L’impressione è che Dino Buzzati fosse un uomo ansioso di essere scoperto. Per questo Egregio signore, siamo spiacenti di... è un libro formidabile. Perché è pieno di indizi.
L’aveva capito Domenico Porzio, che nell’introduzione all’edizione Oscar Mondadori (1975, Buzzati era scomparso tre anni prima), scrisse: «In realtà Buzzati, chi più chi meno, ci ha ingannato tutti: con la sua aria svagata, fanciullescamente impertinente, ci ha indotto a un clamoroso errore di interpretazione. La sua preoccupazione, vivendo, fu quella di spargere sulla sua realtà di scrittore una cortina fumogena: lasciarsi credere un favolista innocuo, un creatore di fantasticherie appena un po’ deprimenti e angosciate, un inventore di divertenti paradossi esistenziali appena un po’ crudeli».
È così. Egregio signore, siamo spiacenti di... è, insieme, una confessione e una collezione. Un libro-serbatoio: contiene spunti per trenta libri. Dino Buzzati ne era consapevole. Queste pagine erano le sue prove d’autore, ma l’autore — fortunatamente — aveva capito che avevano un valore in sé; altrimenti non le avrebbe pubblicate. La rapidità degli spunti non costituisce una debolezza (la brevità, da Tacito a Twitter, ha dimostrato d’avere i suoi vantaggi). Se Il deserto dei Tartari prova come Buzzati padroneggiasse il ritmo narrativo, e Un amore conferma la sua capacità di costruzione dei personaggi, Egregio signore, siamo spiacenti di... rivela una impressionante capacità d’osservazione.
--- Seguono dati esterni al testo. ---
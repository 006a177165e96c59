//! Region and country summaries.

use std::str::FromStr;

use serde::Serialize;

use super::rollup::{RollupBuilder, TreeNode};
use crate::model::{Location, OrgField, Organization};
use crate::search::filter::{LocationScope, matches_in_scope};
use crate::search::normalize::{collapse_whitespace, normalize};
use crate::store::RecordStore;

/// Geographic level a summary is requested for.
#[derive(Debug, Clone, Copy, PartialEq, Eq, Serialize)]
#[serde(rename_all = "lowercase")]
pub enum AreaLevel {
    Region,
    Country,
}

impl AreaLevel {
    fn hq_field(self) -> OrgField {
        match self {
            Self::Region => OrgField::HqSalesRegion,
            Self::Country => OrgField::HqCountry,
        }
    }

    fn location_value(self, loc: &Location) -> &str {
        match self {
            Self::Region => &loc.sales_region,
            Self::Country => &loc.country,
        }
    }

    /// Levels below this one, outermost first.
    fn child_path(self, loc: &Location) -> Vec<&str> {
        match self {
            Self::Region => vec![loc.country.as_str(), loc.city.as_str()],
            Self::Country => vec![loc.city.as_str()],
        }
    }
}

impl FromStr for AreaLevel {
    type Err = String;

    fn from_str(s: &str) -> Result<Self, Self::Err> {
        match s.trim().to_ascii_lowercase().as_str() {
            "region" => Ok(Self::Region),
            "country" => Ok(Self::Country),
            other => Err(format!("unknown area level '{other}' (expected region|country)")),
        }
    }
}

#[derive(Debug, Clone, PartialEq, Eq, Serialize)]
#[serde(rename_all = "camelCase")]
pub struct AreaSummary {
    pub name: String,
    pub level: AreaLevel,
    pub scope: LocationScope,
    pub total_orgs: usize,
    pub hq_orgs: usize,
    /// Countries then cities (region level) or cities (country level), each
    /// level ranked by org count and capped.
    pub children: Vec<TreeNode>,
}

/// Summarizes one region or country.
///
/// `total_orgs` counts organizations matching the area under `scope`;
/// `hq_orgs` counts those headquartered there regardless of `scope`.
/// Under [`LocationScope::Hq`] the breakdown only uses headquarters rows.
pub fn area_summary(
    store: &RecordStore,
    level: AreaLevel,
    name: &str,
    scope: LocationScope,
    limit: usize,
) -> AreaSummary {
    let key = normalize(name);
    let field = level.hq_field();
    let matched: Vec<&Organization> = if key.is_empty() {
        Vec::new()
    } else {
        store
            .organizations()
            .iter()
            .filter(|org| matches_in_scope(*org, field, &key, scope))
            .collect()
    };
    let hq_orgs = matched
        .iter()
        .filter(|org| matches_in_scope(**org, field, &key, LocationScope::Hq))
        .count();

    let mut builder = RollupBuilder::new();
    for org in &matched {
        for loc in store.locations_of(&org.org_id) {
            if scope == LocationScope::Hq && !loc.is_hq {
                continue;
            }
            if normalize(level.location_value(loc)) != key {
                continue;
            }
            builder.add(&level.child_path(loc), &org.org_id, loc.is_hq);
        }
    }

    tracing::debug!(
        area = name,
        level = ?level,
        scope = ?scope,
        matched = matched.len(),
        "summary_complete"
    );
    AreaSummary {
        name: collapse_whitespace(name),
        level,
        scope,
        total_orgs: matched.len(),
        hq_orgs,
        children: builder.into_ranked(limit),
    }
}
Dietro quel sorriso educato, Buzzati vedeva tutto. E quello che non vedeva, temeva. E quello che temeva, lo scriveva. Giorno dopo giorno.
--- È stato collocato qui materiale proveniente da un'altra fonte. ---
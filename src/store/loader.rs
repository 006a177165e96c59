//! Reads row files from disk and builds a snapshot.
//!
//! Each file holds a JSON array of objects. Organizations and locations are
//! required; the infra catalog and identifier files may be absent.

use std::path::{Path, PathBuf};

use serde_json::Value;
use thiserror::Error;

use super::rows::RawRow;
use super::{RecordStore, RowSources};
use crate::config::DataPaths;

#[derive(Error, Debug)]
pub enum LoadError {
    #[error("failed to read {path}: {source}")]
    Read {
        path: PathBuf,
        #[source]
        source: std::io::Error,
    },

    #[error("failed to parse {path}: {source}")]
    Parse {
        path: PathBuf,
        #[source]
        source: serde_json::Error,
    },

    #[error("{path}: expected a JSON array of objects ({detail})")]
    Shape { path: PathBuf, detail: String },
}

/// Loads all four row sets and builds a fresh snapshot.
pub async fn load_store(paths: &DataPaths) -> Result<RecordStore, LoadError> {
    let sources = RowSources {
        organizations: load_rows(&paths.organizations).await?,
        locations: load_rows(&paths.locations).await?,
        infra: load_optional_rows(&paths.infra).await?,
        identifiers: load_optional_rows(&paths.identifiers).await?,
    };
    Ok(RecordStore::build(sources))
}

pub async fn load_rows(path: &Path) -> Result<Vec<RawRow>, LoadError> {
    let content = tokio::fs::read_to_string(path)
        .await
        .map_err(|source| LoadError::Read {
            path: path.to_path_buf(),
            source,
        })?;
    let rows = parse_rows(path, &content)?;
    tracing::info!(path = %path.display(), rows = rows.len(), "rows_loaded");
    Ok(rows)
}

/// Like [`load_rows`], but a missing file yields no rows.
pub async fn load_optional_rows(path: &Path) -> Result<Vec<RawRow>, LoadError> {
    if !tokio::fs::try_exists(path).await.unwrap_or(false) {
        tracing::debug!(path = %path.display(), "optional row file absent");
        return Ok(Vec::new());
    }
    load_rows(path).await
}

pub fn parse_rows(path: &Path, content: &str) -> Result<Vec<RawRow>, LoadError> {
    let value: Value = serde_json::from_str(content).map_err(|source| LoadError::Parse {
        path: path.to_path_buf(),
        source,
    })?;
    let Value::Array(items) = value else {
        return Err(LoadError::Shape {
            path: path.to_path_buf(),
            detail: "top-level value is not an array".into(),
        });
    };
    items
        .iter()
        .enumerate()
        .map(|(idx, item)| match item {
            Value::Object(object) => Ok(RawRow::from_json_object(object)),
            _ => Err(LoadError::Shape {
                path: path.to_path_buf(),
                detail: format!("element {idx} is not an object"),
            }),
        })
        .collect()
}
Questo è un testo che si può aprire a caso, leggere dal fondo o dalla metà. Prove narrative alternate a brevi appunti giornalistici: due generi che Buzzati maneggiava con maestria. Suggerisco di partire da Cose che odio. Chi non ha mai sognato di compilare un elenco del genere? Molti di noi l’hanno addirittura fatto. Ma quanti hanno avuto il coraggio di spiattellarlo in pubblico, inimicandosi intere categorie? Il mite, educato, civilissimo Dino Buzzati non ci ha pensato due volte. Ecco le cose che, per sua stessa ammissione, odiava: «Le persone serie — il tè “completo” — i calzini — il pelo delle donne — le false bionde — il mito dei viaggi — lo storicismo — gli astemi — le canzoni napoletane — i furbi — i delitti per onore — le scarpe a due colori — il galop finale — il titolo “dottore” — i “tartufi” di ogni genere — le metafore mitologiche — i berretti baschi — i permalosi — gli inquadramenti storici — la pegamoide — l’odore di fritto nelle fiere rionali — i libri noiosi — i presepi napoletani — i film documentari — le campane, specialmente di rito ambrosiano — le angurie, i cetrioli, le melanzane — le barbe da profeta — le poesie dialettali — la costellazione d’Orione — il raglio dell’asino — i giardini d’inverno — i puristi — i vini dolci — i numeri che finiscono col 7 — i soldatini di plastica — i calzoni larghi — i genitori di bambini straordinari — l’organo e la cornamusa — gli zingari — le conversioni religiose degli uomini celebri — la pittura pompeiana — le maschere dei clowns — le barzellette — quelli più bravi di me — quelli che odiano i profumi».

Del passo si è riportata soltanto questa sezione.